Was soll man da noch (viel) mehr sagen oder schreiben?


Manchmal, ja manchmal da nehmen einem andere Blogger ein Thema weg und bringen es auf den Punkt:

Michael Eisenriegler’s Repository – „Die Meinungsmutigen: Herr Rosam, vergessen Sie den Blödsinn!“ (Eintrag vom 16. Mai 2014)

Dabei beschäftigt sich der Autor, wie er ja auch selbst betont, nur mit der praktisch-technischen Seite der Sache. Als ich die Ankündigung von Wolfgang Fellner, Herausgeber der Tageszeitung „Österreich“, ab 1. Juni 2014 nur mehr namentlich gezeichnete Postings in seinen Foren zuzulassen, gelesen habe, wollte ich mich auch wiehernd vor Lachen am Boden wälzen und alternativ aus Ärger über soviel Heuchelei rot anlaufen.

Also noch ein paar Worte von mir zur grundsätzlichen Bedeutung eines Ansinnens namens „Klarnamenzwang im Internet“.

Dieser Blog wird unter einem Pseudonym geschrieben. Es ginge auch gar nicht anders, da ich hier unter einem Frauennamen schreibe aber von Rechts wegen keine Frau bin. Nach den Regeln des Herrn Rosam dürfte ich das nicht, bzw. müsste ich z.B. die Userin Phoebe, meine häufigste Kommentatorin, dazu zwingen, den Namen zu nennen, der derzeit in ihren Papieren steht. Da ich aber weiß, dass sie eine transsexuelle Frau vor der Personenstandsänderung ist, würde sie wohl eher das Kommentieren bleiben lassen, als unter einem Männernamen zu publizieren. Uns geht es da wie vielen ehrlichen Whistleblowern oder dem Kronprinzen Rudolph vor 140 Jahren, der auch nur unter Pseudonymen Zeitungsartikel schreiben konnte.

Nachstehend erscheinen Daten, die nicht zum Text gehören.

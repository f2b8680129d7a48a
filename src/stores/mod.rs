//! Persistence backends for posts and chunk embeddings.
//!
//! ```text
//!                  ┌──────────────────┐
//!                  │ VectorStore trait│
//!                  │   (async CRUD)   │
//!                  └────────┬─────────┘
//!                           │
//!                           ▼
//!                  ┌──────────────────┐
//!                  │     SQLite       │
//!                  │   sqlite-vec     │
//!                  └──────────────────┘
//! ```
//!
//! The trait separates the retrieval/indexing logic from any specific
//! database. Upserts are fingerprint-idempotent and transactional, so a
//! concurrent reader only ever observes fully committed batches.

pub mod sqlite;

use async_trait::async_trait;
use chrono::{DateTime, Utc};

use crate::types::{ChunkRecord, PipelineError, Post};

pub use sqlite::SqliteVectorStore;

/// Unified interface over chunk + post persistence.
///
/// There is deliberately no eviction or TTL surface here: index growth is
/// unbounded by design, and cleanup happens only through
/// [`purge_gallery`](VectorStore::purge_gallery).
#[async_trait]
pub trait VectorStore: Send + Sync {
    /// Inserts chunks that carry embeddings, skipping any fingerprint already
    /// present. Returns the number of genuinely new chunks. The whole batch
    /// commits atomically.
    async fn upsert_chunks(&self, chunks: Vec<ChunkRecord>) -> Result<usize, PipelineError>;

    /// Stores the denormalized post record backing its chunks. Existing
    /// `(gallery_id, id)` / `source_url` rows are left untouched.
    async fn upsert_post(&self, post: &Post) -> Result<(), PipelineError>;

    /// Crawl dedup check by `source_url`.
    async fn has_post(&self, source_url: &str) -> Result<bool, PipelineError>;

    /// Resolves a stored post by its unique key.
    async fn post_by_key(
        &self,
        gallery_id: &str,
        post_id: &str,
    ) -> Result<Option<Post>, PipelineError>;

    /// Cosine-similarity search over all chunk embeddings (optionally scoped
    /// to one gallery), most similar first. Scores are raw similarities; the
    /// retrieval layer clamps and filters them.
    async fn search_similar(
        &self,
        query_embedding: &[f32],
        limit: usize,
        gallery_id: Option<&str>,
    ) -> Result<Vec<(ChunkRecord, f32)>, PipelineError>;

    /// Records a successful crawl of a gallery, for freshness-window checks.
    async fn record_crawl(&self, gallery_id: &str) -> Result<(), PipelineError>;

    /// When the gallery was last successfully crawled, if ever.
    async fn last_crawled(&self, gallery_id: &str)
    -> Result<Option<DateTime<Utc>>, PipelineError>;

    /// Removes every post, chunk, and embedding for one gallery. Returns the
    /// number of chunks deleted.
    async fn purge_gallery(&self, gallery_id: &str) -> Result<usize, PipelineError>;

    /// Total indexed chunks.
    async fn chunk_count(&self) -> Result<usize, PipelineError>;

    /// Distinct gallery ids present in the index.
    async fn list_galleries(&self) -> Result<Vec<String>, PipelineError>;
}
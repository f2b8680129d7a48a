//! HTTP access to the forum site: URL construction and polite fetching.
//!
//! Every request passes through the shared [`RequestGate`] and rotates
//! through a small pool of realistic User-Agent strings. HTTP error statuses
//! surface as errors; the caller decides whether they are fatal.

use std::time::Duration;

use rand::prelude::IndexedRandom;
use reqwest::Client;
use tracing::debug;

use super::politeness::RequestGate;
use crate::types::PipelineError;

const USER_AGENTS: [&str; 3] = [
    "Mozilla/5.0 (Windows NT 10.0; Win64; x64) AppleWebKit/537.36 \
     (KHTML, like Gecko) Chrome/124.0.0.0 Safari/537.36",
    "Mozilla/5.0 (Macintosh; Intel Mac OS X 10_15_7) AppleWebKit/605.1.15 \
     (KHTML, like Gecko) Version/17.4.1 Safari/605.1.15",
    "Mozilla/5.0 (X11; Linux x86_64; rv:125.0) Gecko/20100101 Firefox/125.0",
];

#[derive(Clone)]
pub struct SiteClient {
    client: Client,
    base: String,
    gate: RequestGate,
    timeout: Duration,
}

impl SiteClient {
    pub fn new(base: impl Into<String>, gate: RequestGate, timeout: Duration) -> Self {
        Self {
            client: Client::new(),
            base: base.into().trim_end_matches('/').to_string(),
            gate,
            timeout,
        }
    }

    /// Listing page URL for a gallery; minor boards live under a different
    /// path prefix.
    pub fn list_url(&self, gallery_id: &str, minor: bool, page: usize) -> String {
        let prefix = if minor { "/mgallery" } else { "" };
        format!(
            "{}{}/board/lists/?id={}&page={}",
            self.base, prefix, gallery_id, page
        )
    }

    /// View page URL for a single post.
    pub fn view_url(&self, gallery_id: &str, minor: bool, post_id: &str) -> String {
        let prefix = if minor { "/mgallery" } else { "" };
        format!(
            "{}{}/board/view/?id={}&no={}",
            self.base, prefix, gallery_id, post_id
        )
    }

    /// Fetches a page body after acquiring the politeness gate.
    pub async fn fetch(&self, url: &str) -> Result<String, PipelineError> {
        self.gate.acquire().await;

        let agent = USER_AGENTS
            .choose(&mut rand::rng())
            .copied()
            .unwrap_or(USER_AGENTS[0]);

        debug!(%url, "fetching page");
        let response = self
            .client
            .get(url)
            .timeout(self.timeout)
            .header("User-Agent", agent)
            .header("Accept-Language", "ko-KR,ko;q=0.9,en-US;q=0.8")
            .send()
            .await?
            .error_for_status()?;

        Ok(response.text().await?)
    }
}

Mit anderen Worten: diese Sache ist unausgegoren und riecht nach Lizenzzwang für Blogger und anderen feuchten Träumen von Diktatoren rund um die Welt. Ach ja, und, Herr Fellner, Herr Rainer, Herr Thurnherr und all die anderen Print-Medienmenschen, die mittun und wieder mal über „das Internet“ lästern: Haben sie auch brav bei jeder/m Leserbriefschreiber/in den Namen und die Adresse notieren lassen und jedesmal eine Meldeauskunft eingeholt? Oder lassen sie vielleicht eh gleich diverse Leserbriefe von einem Praktikanten oder einer Praktikantin aus der Redaktion schreiben, womit sich die Überprüfung natürlich erübrigen würde?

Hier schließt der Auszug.